In a presentation at the recent joint annual meeting of Society of Forensic Toxicologists (SOFT) and The International Association of Forensic Toxicologists (TIAFT) held in Boca Raton, Florida, USA, Jamie Foss et al., employed UCT’s famous flagship sorbent, Clean Screen® DAU (CSDAU 130 mg/3 mL), in a study concerning the determination of matrix suppression in blood/urine samples by liquid chromatography-tandem mass spectrometry. The study involved the solid phase extraction (SPE) of benzoylecgonine, carboxy-THC, Fentanyl, 6-monoacetyl morphine, and hydrocodone and the related matrix effects.

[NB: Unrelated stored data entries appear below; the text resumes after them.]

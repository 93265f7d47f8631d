use std::error::Error;

use log::LevelFilter;
use log4rs::append::file::FileAppender;
use log4rs::{
    append::console::ConsoleAppender,
    config::{Appender, Config as LogConfig, Root},
    encode::pattern::PatternEncoder,
};

use crate::configure::AppConfig;

pub fn setup_logger(config: &AppConfig) -> Result<(), Box<dyn Error>> {
    let log_level = match config.log_level.to_lowercase().as_str() {
        "debug" => LevelFilter::Debug,
        "info" => LevelFilter::Info,
        "warn" => LevelFilter::Warn,
        "error" => LevelFilter::Error,
        _ => LevelFilter::Info, // Default to Info
    };

    let stdout = ConsoleAppender::builder()
        .encoder(Box::new(PatternEncoder::new(
            "{d(%Y-%m-%d %H:%M:%S)} [{l}] {t} - {m}{n}",
        )))
        .build();

    let mut log_config_builder =
        LogConfig::builder().appender(Appender::builder().build("stdout", Box::new(stdout)));

    let mut root_builder = Root::builder().appender("stdout");

    if config.log_to_file {
        let file = FileAppender::builder()
            .encoder(Box::new(PatternEncoder::new(
                "{d(%Y-%m-%d %H:%M:%S)} [{l}] {t} - {m}{n}",
            )))
            .build(&config.log_file)?;

        log_config_builder =
            log_config_builder.appender(Appender::builder().build("file", Box::new(file)));
        root_builder = root_builder.appender("file");
    }

    let log_config = log_config_builder.build(root_builder.build(log_level))?;

    log4rs::init_config(log_config)?;

    Ok(())
}
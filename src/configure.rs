use config::{Config, ConfigError, File};
use serde::Deserialize;

#[derive(Debug, Clone, Deserialize)]
pub struct AppConfig {
    pub log_level: String,
    pub log_to_file: bool,
    pub log_file: String,

    /// Oldest acceptable oracle reading, in seconds.
    pub oracle_staleness_tolerance_secs: u64,
    /// Minimum holding period before a request becomes cancellable.
    pub min_request_duration_secs: u64,
    /// Bootstrap per-unit price used while no units are outstanding,
    /// 18-decimal fixed point.
    pub default_share_price: u64,

    pub management_fee_bps: u16,
    pub performance_fee_bps: u16,
    pub entrance_fee_bps: u16,
    pub exit_fee_bps: u16,

    pub state_store_path: String,
    pub rate_feed_url: String,
}

pub fn load_config() -> Result<AppConfig, ConfigError> {
    let s = Config::builder()
        // Set defaults
        .set_default("log_level", "info")?
        .set_default("log_to_file", false)?
        .set_default("log_file", "log/fundcore.log")?
        .set_default("oracle_staleness_tolerance_secs", 3600u64)?
        .set_default("min_request_duration_secs", 86400u64)?
        .set_default("default_share_price", 1_000_000_000_000_000_000u64)?
        .set_default("management_fee_bps", 200u64)?
        .set_default("performance_fee_bps", 2000u64)?
        .set_default("entrance_fee_bps", 0u64)?
        .set_default("exit_fee_bps", 0u64)?
        .set_default("state_store_path", "data/fund_state")?
        .set_default("rate_feed_url", "")?
        // Add configuration from a file
        .add_source(File::with_name("config/config.yaml").required(false))
        // Add configuration from environment variables
        .add_source(config::Environment::with_prefix("FUND"))
        .build()?;

    s.try_deserialize()
}

#[cfg(test)]
mod tests {
    use super::*;

    #[test]
    fn test_defaults_load() {
        let config = load_config().unwrap();
        assert_eq!(config.default_share_price, 1_000_000_000_000_000_000);
        assert!(config.management_fee_bps < 10_000);
        assert!(config.performance_fee_bps < 10_000);
    }
}
// Error types for the fund accounting engine
use std::fmt;

use crate::{AccountId, AssetId};

#[derive(Debug, Clone, PartialEq, Eq)]
pub enum FundError {
    // Authorization errors
    Unauthorized { account: AccountId, required: &'static str },

    // Initialization / lifecycle errors
    AlreadyInitialized,
    NotInitialized,
    RequestNotFound(u64),

    // Validation errors
    InvalidAmount(String),
    ExceedsBound { rate_bps: u16 },
    TimingNotElapsed { can_cancel_after: u64, now: u64 },

    // Oracle errors
    StaleOracleData { updated_at: u64, tolerance: u64, now: u64 },
    InvalidOracleAnswer { answer: i128 },
    RateUnavailable(AssetId),
    UnknownAsset(AssetId),

    // Valuation errors
    ZeroSupply,

    // Balance errors
    InsufficientBalance { account: AccountId, available: u128, required: u128 },
    InsufficientAllowance { owner: AccountId, spender: AccountId },
    InsufficientEntitlement { available: i128, requested: u128 },
    TransferRejected { from: AccountId, to: AccountId },

    // Batch execution errors
    ZeroShareIssuance(u64),

    // Arithmetic errors
    MathOverflow(&'static str),

    // Persistence errors
    Storage(String),

    // Rate feed errors
    RateFeed(String),
}

impl fmt::Display for FundError {
    fn fmt(&self, f: &mut fmt::Formatter<'_>) -> fmt::Result {
        match self {
            Self::Unauthorized { account, required } => {
                write!(f, "Account {} is not authorized ({} required)", account, required)
            }
            Self::AlreadyInitialized => write!(f, "Component already initialized"),
            Self::NotInitialized => write!(f, "Component not initialized"),
            Self::RequestNotFound(id) => write!(f, "Request {} not found", id),
            Self::InvalidAmount(msg) => write!(f, "Invalid amount: {}", msg),
            Self::ExceedsBound { rate_bps } => {
                write!(f, "Fee rate {} bps exceeds the 10000 bps bound", rate_bps)
            }
            Self::TimingNotElapsed { can_cancel_after, now } => {
                write!(f, "Cancellable at {}, now is {}", can_cancel_after, now)
            }
            Self::StaleOracleData { updated_at, tolerance, now } => {
                write!(
                    f,
                    "Oracle reading at {} is stale (tolerance {}s, now {})",
                    updated_at, tolerance, now
                )
            }
            Self::InvalidOracleAnswer { answer } => {
                write!(f, "Oracle answer {} is not positive", answer)
            }
            Self::RateUnavailable(asset) => write!(f, "No rate available for asset {}", asset),
            Self::UnknownAsset(asset) => write!(f, "Asset {} is not registered", asset),
            Self::ZeroSupply => write!(f, "Price per unit undefined: no units outstanding"),
            Self::InsufficientBalance { account, available, required } => {
                write!(
                    f,
                    "Insufficient balance for account {}: have {}, need {}",
                    account, available, required
                )
            }
            Self::InsufficientAllowance { owner, spender } => {
                write!(f, "Spender {} lacks allowance from {}", spender, owner)
            }
            Self::InsufficientEntitlement { available, requested } => {
                write!(f, "Claim of {} exceeds entitlement of {}", requested, available)
            }
            Self::TransferRejected { from, to } => {
                write!(f, "Transfer from {} to {} rejected by policy", from, to)
            }
            Self::ZeroShareIssuance(id) => {
                write!(f, "Request {} resolves to zero units, batch aborted", id)
            }
            Self::MathOverflow(ctx) => write!(f, "Arithmetic overflow in {}", ctx),
            Self::Storage(msg) => write!(f, "State store error: {}", msg),
            Self::RateFeed(msg) => write!(f, "Rate feed error: {}", msg),
        }
    }
}

impl std::error::Error for FundError {}

impl From<sled::Error> for FundError {
    fn from(err: sled::Error) -> Self {
        FundError::Storage(err.to_string())
    }
}

// Error code mapping for logs and API surfaces
impl FundError {
    pub fn error_code(&self) -> &'static str {
        match self {
            Self::Unauthorized { .. } => "UNAUTHORIZED",
            Self::AlreadyInitialized => "ALREADY_INITIALIZED",
            Self::NotInitialized => "NOT_INITIALIZED",
            Self::RequestNotFound(_) => "REQUEST_NOT_FOUND",
            Self::InvalidAmount(_) => "INVALID_AMOUNT",
            Self::ExceedsBound { .. } => "EXCEEDS_BOUND",
            Self::TimingNotElapsed { .. } => "TIMING_NOT_ELAPSED",
            Self::StaleOracleData { .. } => "STALE_ORACLE_DATA",
            Self::InvalidOracleAnswer { .. } => "INVALID_ORACLE_ANSWER",
            Self::RateUnavailable(_) => "RATE_UNAVAILABLE",
            Self::UnknownAsset(_) => "UNKNOWN_ASSET",
            Self::ZeroSupply => "ZERO_SUPPLY",
            Self::InsufficientBalance { .. } => "INSUFFICIENT_BALANCE",
            Self::InsufficientAllowance { .. } => "INSUFFICIENT_ALLOWANCE",
            Self::InsufficientEntitlement { .. } => "INSUFFICIENT_ENTITLEMENT",
            Self::TransferRejected { .. } => "TRANSFER_REJECTED",
            Self::ZeroShareIssuance(_) => "ZERO_SHARE_ISSUANCE",
            Self::MathOverflow(_) => "MATH_OVERFLOW",
            Self::Storage(_) => "STORAGE_ERROR",
            Self::RateFeed(_) => "RATE_FEED_ERROR",
        }
    }

    /// Caller mistakes, as opposed to engine/infrastructure faults.
    pub fn is_user_error(&self) -> bool {
        matches!(
            self,
            Self::Unauthorized { .. }
                | Self::InvalidAmount(_)
                | Self::ExceedsBound { .. }
                | Self::TimingNotElapsed { .. }
                | Self::RequestNotFound(_)
                | Self::InsufficientBalance { .. }
                | Self::InsufficientAllowance { .. }
                | Self::InsufficientEntitlement { .. }
                | Self::TransferRejected { .. }
        )
    }
}
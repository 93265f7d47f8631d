//! Minimal account book for the deposit asset (the accounting currency as
//! held by depositors, the queue escrow and the treasury). The engine only
//! needs credit, checked debit and transfer; custody of the real asset is
//! an external concern.

use rustc_hash::FxHashMap;

use crate::errors::FundError;
use crate::{AccountId, AssetId};

pub struct AssetBook {
    asset: AssetId,
    decimals: u32,
    balances: FxHashMap<AccountId, u128>,
}

impl AssetBook {
    pub fn new(asset: AssetId, decimals: u32) -> Self {
        Self { asset, decimals, balances: FxHashMap::default() }
    }

    pub fn asset(&self) -> AssetId {
        self.asset
    }

    pub fn decimals(&self) -> u32 {
        self.decimals
    }

    pub fn balance_of(&self, account: AccountId) -> u128 {
        self.balances.get(&account).copied().unwrap_or(0)
    }

    pub fn credit(&mut self, account: AccountId, amount: u128) -> Result<(), FundError> {
        let balance = self.balances.entry(account).or_insert(0);
        *balance = balance.checked_add(amount).ok_or(FundError::MathOverflow("asset balance"))?;
        Ok(())
    }

    pub fn debit(&mut self, account: AccountId, amount: u128) -> Result<(), FundError> {
        let available = self.balance_of(account);
        if available < amount {
            return Err(FundError::InsufficientBalance {
                account,
                available,
                required: amount,
            });
        }
        self.balances.insert(account, available - amount);
        Ok(())
    }

    pub fn transfer(
        &mut self,
        from: AccountId,
        to: AccountId,
        amount: u128,
    ) -> Result<(), FundError> {
        self.debit(from, amount)?;
        self.credit(to, amount)
    }
}

#[cfg(test)]
mod tests {
    use super::*;

    #[test]
    fn test_debit_checks_balance() {
        let mut book = AssetBook::new(0, 6);
        book.credit(1, 500).unwrap();
        assert!(matches!(
            book.debit(1, 501),
            Err(FundError::InsufficientBalance { account: 1, available: 500, required: 501 })
        ));
        book.debit(1, 500).unwrap();
        assert_eq!(book.balance_of(1), 0);
    }

    #[test]
    fn test_transfer_moves_exactly() {
        let mut book = AssetBook::new(0, 6);
        book.credit(1, 300).unwrap();
        book.transfer(1, 2, 120).unwrap();
        assert_eq!(book.balance_of(1), 180);
        assert_eq!(book.balance_of(2), 120);
    }
}
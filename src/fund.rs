//! Fund orchestrator: wires the share ledger, fee ledger, valuation engine,
//! asset book and the two request queues behind the public entry points.
//!
//! Every operation is one indivisible unit of work. The discipline
//! throughout: read all external state (price, rates, position values) into
//! plain values first, then mutate component state; no component is called
//! back into mid-mutation. Batch execution plans every request against a
//! single price snapshot and commits only once the whole plan has resolved,
//! so a failure anywhere leaves nothing applied.

use std::sync::Arc;

use rustc_hash::FxHashSet;

use crate::asset_book::AssetBook;
use crate::clock::Clock;
use crate::errors::FundError;
use crate::events::{EventLog, FundEvent};
use crate::fee_ledger::{FeeConfig, FeeLedger};
use crate::fixed::{self, PRECISION};
use crate::registry::Role;
use crate::request_queue::{PendingRequest, RequestQueue};
use crate::share_ledger::{ShareLedger, TransferValidator};
use crate::state_store::{AccrualCheckpoint, StateStore};
use crate::valuation::{PriceSnapshot, Valuator};
use crate::{log_info, AccountId, AssetId};

#[derive(Debug, Clone, Copy)]
pub struct FundParams {
    /// The deposit asset; must be registered with the valuator.
    pub fund_asset: AssetId,
    /// Bootstrap per-unit price used while no units are outstanding.
    pub default_share_price: u128,
    /// Destination of swept deposits and source of redemptions/claims.
    pub treasury: AccountId,
    /// The only account allowed to settle dynamic fees.
    pub fee_settler: AccountId,
    /// Escrow identity the queues operate under; registered as the
    /// authorized minter and burner at construction.
    pub queue_account: AccountId,
    pub min_request_duration: u64,
}

struct PlannedDeposit {
    id: u64,
    controller: AccountId,
    assets: u128,
    gross_units: u128,
    fee_units: u128,
    net_units: u128,
}

struct PlannedRedemption {
    id: u64,
    controller: AccountId,
    gross_units: u128,
    fee_units: u128,
    net_units: u128,
    assets_out: u128,
}

pub struct Fund {
    params: FundParams,
    shares: ShareLedger,
    fees: FeeLedger,
    valuator: Valuator,
    assets: AssetBook,
    deposits: RequestQueue,
    redemptions: RequestQueue,
    events: EventLog,
    clock: Arc<dyn Clock>,
    store: Option<StateStore>,
}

In the extraction procedure, samples of blood and urine from 12 individuals were diluted 1:10 with an 0.1 M aqueous phosphate buffer (pH 6) for a final volume of 1 mL. Before applying samples, the SPE cartridges (were conditioned with methanol and 0.1 M phosphate buffer (pH 6). Cartridges were washed with DI H2O, 0.1M HCl, and methanol. The analytes were eluted with dichloromethane: isopropanol: ammonium hydroxide (77:20:3).
It was determined that post-column infusion approach was effective in mapping the suppression events versus retention time to help predict future issues with quantitation for specific analytes. It was suspected that early eluting analytes would be most affected by residual salts. It was found that later eluting analytes were most affected by phospholipids via MRM monitoring of lipid and phospholipid transitions.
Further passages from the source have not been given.